If you’ve been reading my blogs, you know that I am a strong supporter of and an advocate for the death penalty. I am convinced that capital punishment serves as a deterrent to premeditated murders and killings done during the commission of a robbery, rape, burglary or other type of felony.
Of course, I do not want to see an innocent person executed, something that rarely ever happens. So, when I read an editorial on the pending execution of Henry Skinner in yesterday’s Houston Chronicle, I had to come down on the side of those wanting to delay his execution to allow for DNA testing.
I detest those last minute appeals that are filed for someone who has had numerous prior appeals heard while he’s been on death row for 10, 20 or more years. But in Skinner’s case, this is not the first appeal asking for DNA testing. I fail to understand why the State was so adamant in its refusal to grant that request.
Here is the Chronicle’s editorial:
IT’S BEST TO TEST
DNA could prove a death row convict innocent. Let’s test it while he’s alive
Houston Chonicle
March 20, 2010
Henry Skinner is scheduled to be executed Wednesday for a crime that he says he didn't commit. And DNA evidence, still untested, might show that Texas has the wrong man.
Skinner is no angel. He's always maintained that on New Year's Eve 1993 he passed out, drunk and high on codeine, in the Pampa house where he lived with his girlfriend and her two grown sons. When he woke up, he says, he found their bodies.
Twila Busby had been strangled and bashed in the head with an ax handle. Her sons had been stabbed.
In 1995, a Gray County jury convicted Skinner of the murders, and he was sentenced to death.
Maybe the jury was right. Maybe he's guilty. But the Medill Innocence Project maintains that Skinner was railroaded, and its researchers point to a raft of reasons to doubt his guilt. The evidence against him is circumstantial. Though physical evidence links him to the crime scene — where he admits to being — it doesn't link him to the murder weapons or the murders themselves. He had no obvious motive. And the state's star witness has recanted, saying that authorities pressured her to testify that he made incriminating statements before his arrest.
Toxicology tests made after his arrest showed that his blood contained enough alcohol and codeine to leave most people comatose or near death. Even a hardened drinker like Skinner would have had difficulty standing, much less killing three people.

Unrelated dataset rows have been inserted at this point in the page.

//! Ed25519 signing of transaction essences.

use ed25519_dalek::{Signer, SigningKey, Verifier, VerifyingKey};
use tessera_types::{PrivateKey, PublicKey, Signature, SignatureUnlock};

/// Sign a message with a private key, returning the signature.
pub fn sign_message(message: &[u8], private_key: &PrivateKey) -> Signature {
    let signing_key = SigningKey::from_bytes(&private_key.0);
    Signature(signing_key.sign(message).to_bytes())
}

/// Verify a signature against a message and public key.
///
/// Returns `false` for malformed public keys as well as for bad signatures.
pub fn verify_signature(message: &[u8], signature: &Signature, public_key: &PublicKey) -> bool {
    let Ok(verifying_key) = VerifyingKey::from_bytes(&public_key.0) else {
        return false;
    };
    let dalek_sig = ed25519_dalek::Signature::from_bytes(&signature.0);
    verifying_key.verify(message, &dalek_sig).is_ok()
}

/// Produce the signature unlock for an essence hash.
pub fn signature_unlock(essence_hash: &[u8; 32], private_key: &PrivateKey, public_key: PublicKey) -> SignatureUnlock {
    SignatureUnlock {
        public_key,
        signature: sign_message(essence_hash, private_key),
    }
}

/// Check a signature unlock against the essence hash it claims to sign.
pub fn verify_unlock(essence_hash: &[u8; 32], unlock: &SignatureUnlock) -> bool {
    verify_signature(essence_hash, &unlock.signature, &unlock.public_key)
}

#[cfg(test)]
mod tests {
    use super::*;
    use crate::keys::{generate_keypair, keypair_from_private};

    #[test]
    fn sign_and_verify() {
        let kp = generate_keypair();
        let msg = b"essence hash stand-in";
        let sig = sign_message(msg, &kp.private);
        assert!(verify_signature(msg, &sig, &kp.public));
    }

    #[test]
    fn wrong_message_fails() {
        let kp = generate_keypair();
        let sig = sign_message(b"correct message", &kp.private);
        assert!(!verify_signature(b"wrong message", &sig, &kp.public));
    }

    #[test]
    fn wrong_key_fails() {
        let kp1 = generate_keypair();
        let kp2 = generate_keypair();
        let sig = sign_message(b"test", &kp1.private);
        assert!(!verify_signature(b"test", &sig, &kp2.public));
    }

    #[test]
    fn signature_deterministic() {
        let kp = keypair_from_private(PrivateKey([99u8; 32]));
        let sig1 = sign_message(b"same", &kp.private);
        let sig2 = sign_message(b"same", &kp.private);
        assert_eq!(sig1, sig2);
    }

    #[test]
    fn invalid_public_key() {
        let kp = generate_keypair();
        let sig = sign_message(b"test", &kp.private);
        assert!(!verify_signature(b"test", &sig, &PublicKey([0xFF; 32])));
    }

    #[test]
    fn unlock_roundtrip() {
        let kp = generate_keypair();
        let hash = [3u8; 32];
        let unlock = signature_unlock(&hash, &kp.private, kp.public);
        assert!(verify_unlock(&hash, &unlock));
        assert!(!verify_unlock(&[4u8; 32], &unlock));
    }
}
//! LMDB environment setup.

use std::path::Path;
use std::sync::Arc;

use heed::types::Bytes;
use heed::{Database, Env, EnvOpenOptions};

use crate::write_batch::WriteBatch;
use crate::LmdbError;

pub(crate) const ACCOUNTS_DB: &str = "accounts";
pub(crate) const UNSPENT_OUTPUTS_DB: &str = "unspent_outputs";
pub(crate) const SPENT_OUTPUTS_DB: &str = "spent_outputs";
pub(crate) const TRANSACTIONS_DB: &str = "transactions";
pub(crate) const META_DB: &str = "meta";

/// Wraps the LMDB environment and all database handles.
pub struct LmdbEnvironment {
    env: Arc<Env>,
    pub(crate) accounts_db: Database<Bytes, Bytes>,
    pub(crate) unspent_outputs_db: Database<Bytes, Bytes>,
    pub(crate) spent_outputs_db: Database<Bytes, Bytes>,
    pub(crate) transactions_db: Database<Bytes, Bytes>,
    pub(crate) meta_db: Database<Bytes, Bytes>,
}

impl LmdbEnvironment {
    /// Open or create an LMDB environment at the given directory.
    pub fn open(path: &Path, max_dbs: u32, map_size: usize) -> Result<Self, LmdbError> {
        std::fs::create_dir_all(path)?;

        let mut options = EnvOpenOptions::new();
        options.map_size(map_size).max_dbs(max_dbs);
        // SAFETY: the wallet opens each storage directory at most once per process.
        let env = unsafe { options.open(path)? };

        let mut wtxn = env.write_txn()?;
        let accounts_db = env.create_database::<Bytes, Bytes>(&mut wtxn, Some(ACCOUNTS_DB))?;
        let unspent_outputs_db =
            env.create_database::<Bytes, Bytes>(&mut wtxn, Some(UNSPENT_OUTPUTS_DB))?;
        let spent_outputs_db =
            env.create_database::<Bytes, Bytes>(&mut wtxn, Some(SPENT_OUTPUTS_DB))?;
        let transactions_db =
            env.create_database::<Bytes, Bytes>(&mut wtxn, Some(TRANSACTIONS_DB))?;
        let meta_db = env.create_database::<Bytes, Bytes>(&mut wtxn, Some(META_DB))?;
        wtxn.commit()?;

        tracing::debug!(path = %path.display(), map_size, "opened LMDB environment");

        Ok(Self {
            env: Arc::new(env),
            accounts_db,
            unspent_outputs_db,
            spent_outputs_db,
            transactions_db,
            meta_db,
        })
    }

    pub fn env(&self) -> &Arc<Env> {
        &self.env
    }

    /// Begin a write batch. Dropping it without commit rolls everything back.
    pub fn write_batch(&self) -> Result<WriteBatch<'_>, LmdbError> {
        WriteBatch::new(self)
    }
}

Worse, at the trial, Skinner's defense lawyer failed to present evidence about another plausible suspect: Busby's knife-carrying uncle, Robert Donnell (now dead). Busby confided to a friend that Donnell once tried to rape her. And on the night of the killings he was heard making crude remarks to her at a party. She left nervous, and Donnell left soon after.

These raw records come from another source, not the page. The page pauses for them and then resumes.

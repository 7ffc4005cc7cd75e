//! Nullable store: thread-safe in-memory [`WalletStore`] for testing.

use std::collections::{BTreeMap, HashMap};
use std::sync::atomic::{AtomicU64, Ordering};
use std::sync::Mutex;

use tessera_store::{
    AccountRecord, AccountStore, MetaStore, OutputFilter, OutputRecord, OutputStore, SpentMark,
    StoreError, SyncBatch, TransactionFilter, TransactionRecord, TransactionStore, WalletStore,
};
use tessera_types::{OutputId, TransactionId};

#[derive(Clone, Default)]
struct Inner {
    accounts: BTreeMap<u32, AccountRecord>,
    unspent: BTreeMap<(u32, OutputId), OutputRecord>,
    spent: BTreeMap<(u32, OutputId), OutputRecord>,
    transactions: BTreeMap<(u32, TransactionId), TransactionRecord>,
    meta: HashMap<String, Vec<u8>>,
}

impl Inner {
    fn apply(&mut self, account: u32, batch: &SyncBatch) -> Result<(), StoreError> {
        if let Some(record) = &batch.account {
            self.accounts.insert(record.index, record.clone());
        }
        for output in &batch.upsert_outputs {
            let key = (account, output.output_id);
            if self.spent.contains_key(&key) {
                continue;
            }
            if output.is_spent {
                self.unspent.remove(&key);
                self.spent.insert(key, output.clone());
            } else {
                self.unspent.insert(key, output.clone());
            }
        }
        for SpentMark { output_id, spent_by } in &batch.spent_outputs {
            let key = (account, *output_id);
            if self.spent.contains_key(&key) {
                continue;
            }
            let mut record = self
                .unspent
                .remove(&key)
                .ok_or_else(|| StoreError::NotFound(format!("output {}", output_id)))?;
            record.is_spent = true;
            record.spent_by = Some(*spent_by);
            self.spent.insert(key, record);
        }
        for tx in &batch.transactions {
            self.transactions.insert((account, tx.transaction_id), tx.clone());
        }
        Ok(())
    }
}

/// In-memory wallet store. Batches are staged on a copy and swapped in, so a
/// failing batch leaves no trace.
#[derive(Default)]
pub struct NullStore {
    inner: Mutex<Inner>,
    /// Counts down to an injected batch failure; zero when none is armed.
    fail_in: AtomicU64,
    batches_applied: AtomicU64,
}

impl NullStore {
    pub fn new() -> Self {
        Self::default()
    }

    /// Make the next `apply_batch` fail with a backend error.
    pub fn fail_next_batch(&self) {
        self.fail_batch_after(0);
    }

    /// Let `succeeding` more batches commit, then fail the one after.
    pub fn fail_batch_after(&self, succeeding: u64) {
        self.fail_in.store(succeeding + 1, Ordering::SeqCst);
    }

    /// Number of batches committed so far.
    pub fn batches_applied(&self) -> u64 {
        self.batches_applied.load(Ordering::SeqCst)
    }
}

impl AccountStore for NullStore {
    fn put_account(&self, record: &AccountRecord) -> Result<(), StoreError> {
        self.inner.lock().unwrap().accounts.insert(record.index, record.clone());
        Ok(())
    }

    fn get_account(&self, index: u32) -> Result<AccountRecord, StoreError> {
        self.inner
            .lock()
            .unwrap()
            .accounts
            .get(&index)
            .cloned()
            .ok_or_else(|| StoreError::NotFound(format!("account {}", index)))
    }

    fn account_exists(&self, index: u32) -> Result<bool, StoreError> {
        Ok(self.inner.lock().unwrap().accounts.contains_key(&index))
    }

    fn iter_accounts(&self) -> Result<Vec<AccountRecord>, StoreError> {
        Ok(self.inner.lock().unwrap().accounts.values().cloned().collect())
    }
}

impl OutputStore for NullStore {
    fn get_output(&self, account: u32, output_id: &OutputId) -> Result<OutputRecord, StoreError> {
        let inner = self.inner.lock().unwrap();
        let key = (account, *output_id);
        inner
            .unspent
            .get(&key)
            .or_else(|| inner.spent.get(&key))
            .cloned()
            .ok_or_else(|| StoreError::NotFound(format!("output {}", output_id)))
    }

    fn upsert_output(&self, account: u32, record: &OutputRecord) -> Result<(), StoreError> {
        let batch = SyncBatch {
            upsert_outputs: vec![record.clone()],
            ..SyncBatch::default()
        };
        self.apply_batch(account, &batch)
    }

    fn mark_output_spent(
        &self,
        account: u32,
        output_id: &OutputId,
        spent_by: TransactionId,
    ) -> Result<(), StoreError> {
        let batch = SyncBatch {
            spent_outputs: vec![SpentMark {
                output_id: *output_id,
                spent_by,
            }],
            ..SyncBatch::default()
        };
        self.apply_batch(account, &batch)
    }

    fn get_outputs(&self, account: u32, filter: &OutputFilter) -> Result<Vec<OutputRecord>, StoreError> {
        let inner = self.inner.lock().unwrap();
        let mut out: Vec<OutputRecord> = inner
            .unspent
            .iter()
            .chain(inner.spent.iter())
            .filter(|((a, _), record)| *a == account && filter.matches(record))
            .map(|(_, record)| record.clone())
            .collect();
        out.sort_by_key(|r| r.output_id);
        Ok(out)
    }
}

impl TransactionStore for NullStore {
    fn get_transaction(
        &self,
        account: u32,
        transaction_id: &TransactionId,
    ) -> Result<TransactionRecord, StoreError> {
        self.inner
            .lock()
            .unwrap()
            .transactions
            .get(&(account, *transaction_id))
            .cloned()
            .ok_or_else(|| StoreError::NotFound(format!("transaction {}", transaction_id)))
    }

    fn append_transaction(&self, account: u32, record: &TransactionRecord) -> Result<(), StoreError> {
        let batch = SyncBatch {
            transactions: vec![record.clone()],
            ..SyncBatch::default()
        };
        self.apply_batch(account, &batch)
    }

    fn get_transactions(
        &self,
        account: u32,
        filter: &TransactionFilter,
    ) -> Result<Vec<TransactionRecord>, StoreError> {
        let inner = self.inner.lock().unwrap();
        let mut out: Vec<TransactionRecord> = inner
            .transactions
            .iter()
            .filter(|((a, _), record)| *a == account && filter.matches(record))
            .map(|(_, record)| record.clone())
            .collect();
        out.sort_by_key(|t| (t.timestamp, t.transaction_id));
        Ok(out)
    }
}

impl MetaStore for NullStore {
    fn put_meta(&self, key: &str, value: &[u8]) -> Result<(), StoreError> {
        self.inner.lock().unwrap().meta.insert(key.to_string(), value.to_vec());
        Ok(())
    }

    fn get_meta(&self, key: &str) -> Result<Vec<u8>, StoreError> {
        self.inner
            .lock()
            .unwrap()
            .meta
            .get(key)
            .cloned()
            .ok_or_else(|| StoreError::NotFound(format!("meta key '{}'", key)))
    }

    fn delete_meta(&self, key: &str) -> Result<(), StoreError> {
        self.inner.lock().unwrap().meta.remove(key);
        Ok(())
    }

    fn get_schema_version(&self) -> Result<u32, StoreError> {
        match self.try_get_meta("schema_version")? {
            Some(bytes) => {
                let arr: [u8; 4] = bytes
                    .as_slice()
                    .try_into()
                    .map_err(|_| StoreError::Corruption("schema_version length".into()))?;
                Ok(u32::from_le_bytes(arr))
            }
            None => Ok(0),
        }
    }

    fn set_schema_version(&self, version: u32) -> Result<(), StoreError> {
        self.put_meta("schema_version", &version.to_le_bytes())
    }
}

impl WalletStore for NullStore {
    fn apply_batch(&self, account: u32, batch: &SyncBatch) -> Result<(), StoreError> {
        let countdown = self
            .fail_in
            .fetch_update(Ordering::SeqCst, Ordering::SeqCst, |n| n.checked_sub(1))
            .unwrap_or(0);
        if countdown == 1 {
            return Err(StoreError::Backend("injected batch failure".into()));
        }
        let mut inner = self.inner.lock().unwrap();
        batch.validate(
            |id| Ok(inner.transactions.contains_key(&(account, *id))),
            |id| Ok(inner.unspent.contains_key(&(account, *id))),
        )?;
        let mut staged = (*inner).clone();
        staged.apply(account, batch)?;
        *inner = staged;
        self.batches_applied.fetch_add(1, Ordering::SeqCst);
        Ok(())
    }

    fn remove_account_data(&self, account: u32) -> Result<(), StoreError> {
        let mut inner = self.inner.lock().unwrap();
        inner.accounts.remove(&account);
        inner.unspent.retain(|(a, _), _| *a != account);
        inner.spent.retain(|(a, _), _| *a != account);
        inner.transactions.retain(|(a, _), _| *a != account);
        Ok(())
    }
}

#[cfg(test)]
mod tests {
    use super::*;
    use tessera_types::{Address, BasicOutput, Output, Timestamp};

    fn output(n: u8) -> OutputRecord {
        OutputRecord {
            output_id: OutputId::new(TransactionId::new([n; 32]), 0),
            output: Output::Basic(BasicOutput::new(1_000_000, Address::Ed25519([1; 32]))),
            address: Address::Ed25519([1; 32]),
            chain: None,
            is_spent: false,
            spent_by: None,
            remainder: false,
            network_id: 1,
            booked_at: Timestamp::new(0),
        }
    }

    #[test]
    fn injected_failure_leaves_store_untouched() {
        let store = NullStore::new();
        store.fail_next_batch();
        assert!(store.upsert_output(0, &output(1)).is_err());
        assert!(store.get_outputs(0, &OutputFilter::all()).unwrap().is_empty());
        store.upsert_output(0, &output(1)).unwrap();
        assert_eq!(store.batches_applied(), 1);
    }

    #[test]
    fn delayed_failure_hits_the_chosen_batch() {
        let store = NullStore::new();
        store.fail_batch_after(1);
        store.upsert_output(0, &output(1)).unwrap();
        assert!(store.upsert_output(0, &output(2)).is_err());
        store.upsert_output(0, &output(3)).unwrap();
        assert_eq!(store.batches_applied(), 2);
    }

    #[test]
    fn unrecorded_spender_rejects_whole_batch() {
        let store = NullStore::new();
        let batch = SyncBatch {
            upsert_outputs: vec![output(1)],
            spent_outputs: vec![SpentMark {
                output_id: output(2).output_id,
                spent_by: TransactionId::new([9; 32]),
            }],
            ..SyncBatch::default()
        };
        assert!(store.apply_batch(0, &batch).is_err());
        assert!(store.get_outputs(0, &OutputFilter::all()).unwrap().is_empty());
    }

    #[test]
    fn accounts_are_ordered_by_index() {
        let store = NullStore::new();
        store.put_account(&AccountRecord::new(2, "b".into(), 1)).unwrap();
        store.put_account(&AccountRecord::new(0, "a".into(), 1)).unwrap();
        let indices: Vec<u32> = store.iter_accounts().unwrap().iter().map(|a| a.index).collect();
        assert_eq!(indices, vec![0, 2]);
    }
}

At the crime scene, a windbreaker that looked like Donnell's lay next to Busby's body.
Skinner's appeals lawyer, Rob Owen of the University of Texas Capital Punishment Center, has called for DNA testing that could place Donnell at the scene of the crime.
Among the items that could be tested are a rape kit; Busby's fingernail clippings; two bloody knives; and the windbreaker. But those tests haven't been done.
We desperately hope that either the U.S. Supreme Court or Gov. Rick Perry will stay Skinner's execution long enough to run the DNA tests.
Before sending a man to die, we need to be absolutely sure of his guilt.